Source records:
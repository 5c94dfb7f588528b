use clap::Parser;
use schoolsite_api::cli::{self, Cli};
use tracing_subscriber::EnvFilter;

#[tokio::main]
async fn main() -> anyhow::Result<()> {
    // Load .env if present so JWT_SECRET, DATABASE_URL, etc. are picked up.
    let _ = dotenvy::dotenv();

    tracing_subscriber::fmt()
        .with_env_filter(EnvFilter::try_from_default_env().unwrap_or_else(|_| EnvFilter::new("info")))
        .init();

    let cli = Cli::parse();

    if let Err(e) = cli::run(cli).await {
        match std::env::var("SCHOOLSITE_VERBOSE").as_deref() {
            Ok("true") | Ok("1") => eprintln!("Error: {e:?}"),
            _ => eprintln!("Error: {e}"),
        }
        std::process::exit(1);
    }

    Ok(())
}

* **Aim of the task**: Return each full line of the entries that contains the word "Error".

* **Answer box**:
            Ok("true") | Ok("1") => eprintln!("Error: {e:?}"),
            _ => eprintln!("Error: {e}"),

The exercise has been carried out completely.